Sakay is a 1993 Filipino historical drama film directed by Raymond Red. The film stars Julio Diaz, Tetchie Agbayani, and Leopoldo Salcedo. It was produced by Alpha Omega Productions. The film portrays the latter part of the life of Filipino patriot and hero Macario Sakay, who was declared an outlaw and a criminal for continuing hostilities against the United States after the "official" end of the Philippine–American War.  It was also the last movie appearance of Leopoldo Salcedo in 1993 5 years before his sudden death in 1998.

Plot
Sakay was a carriage factory worker and stage actor from Tondo, Manila who joined Andres Bonifacio's revolutionary secret society, the Katipunan. He fought during the Philippine Revolution against Spain and later in the Philippine–American War. Sakay remained in the field even after the capture of President Emilio Aguinaldo and the fall of the First Philippine Republic. He was captured, but was released during an amnesty.
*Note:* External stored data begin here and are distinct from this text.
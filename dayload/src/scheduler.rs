//! Request scheduler
//!
//! Pending tasks wait in a FIFO queue and at most `max_concurrency` run at
//! once. Each running task holds an [`ActiveSlot`]; dropping it (completion,
//! failure, panic or cancellation) frees the slot and admits the next task, so
//! the queue drains itself without a dedicated loop.

use futures::future::BoxFuture;
use parking_lot::Mutex;
use std::collections::VecDeque;
use std::sync::Arc;
use tracing::{debug, warn};

pub const DEFAULT_MAX_CONCURRENCY: usize = 6;

/// Unit of work admitted by the scheduler
pub type QueueTask = BoxFuture<'static, ()>;

#[derive(Default)]
struct SchedulerState {
    queue: VecDeque<QueueTask>,
    active: usize,
}

/// Bounded FIFO task scheduler
pub struct Scheduler {
    max_concurrency: usize,
    state: Mutex<SchedulerState>,
}

impl Scheduler {
    pub fn new(max_concurrency: usize) -> Arc<Self> {
        Arc::new(Self {
            max_concurrency: max_concurrency.max(1),
            state: Mutex::new(SchedulerState::default()),
        })
    }

    /// Append `task` to the queue and try to start it.
    pub fn enqueue(self: &Arc<Self>, task: QueueTask) {
        {
            let mut state = self.state.lock();
            state.queue.push_back(task);
            debug!(
                "Task queued (active={}, queued={})",
                state.active,
                state.queue.len()
            );
        }
        self.admit_next();
    }

    /// Start the head task if a slot is free.
    pub fn admit_next(self: &Arc<Self>) {
        let handle = match tokio::runtime::Handle::try_current() {
            Ok(handle) => handle,
            Err(_) => {
                warn!("No runtime available, leaving queued tasks pending");
                return;
            }
        };

        let task = {
            let mut state = self.state.lock();
            if state.active >= self.max_concurrency {
                return;
            }
            match state.queue.pop_front() {
                Some(task) => {
                    state.active += 1;
                    task
                }
                None => return,
            }
        };

        let slot = ActiveSlot {
            scheduler: Arc::clone(self),
        };
        handle.spawn(async move {
            let _slot = slot;
            task.await;
        });
    }

    fn release(self: &Arc<Self>) {
        {
            let mut state = self.state.lock();
            state.active = state.active.saturating_sub(1);
        }
        self.admit_next();
    }

    /// Drop every task that has not started yet. Returns how many were dropped.
    pub fn drain(&self) -> usize {
        let pending: Vec<QueueTask> = {
            let mut state = self.state.lock();
            state.queue.drain(..).collect()
        };
        pending.len()
    }

    pub fn active_requests(&self) -> usize {
        self.state.lock().active
    }

    pub fn queued_requests(&self) -> usize {
        self.state.lock().queue.len()
    }

    pub fn max_concurrency(&self) -> usize {
        self.max_concurrency
    }
}

/// Occupied concurrency slot, released on drop
struct ActiveSlot {
    scheduler: Arc<Scheduler>,
}

impl Drop for ActiveSlot {
    fn drop(&mut self) {
        self.scheduler.release();
    }
}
Sakay then took to the mountains to revive the Katipunan, together with Francisco Carreon, Julian Montalan, Cornelio Felizardo and other rebel leaders. He proclaimed himself General and President of the "Tagalog Republic" (Republika ng Katagalugan), and engaged the United States Army and the Philippine Constabulary in guerrilla warfare. On occasion, he was aided by talisman-wearing cultist warriors.

After years of fighting, Sakay was convinced to surrender by Filipino labor leader Dr. Dominador Gomez, who argued that the establishment of a Philippine National Assembly, instead of armed resistance, presented the soundest option towards attaining Filipino independence.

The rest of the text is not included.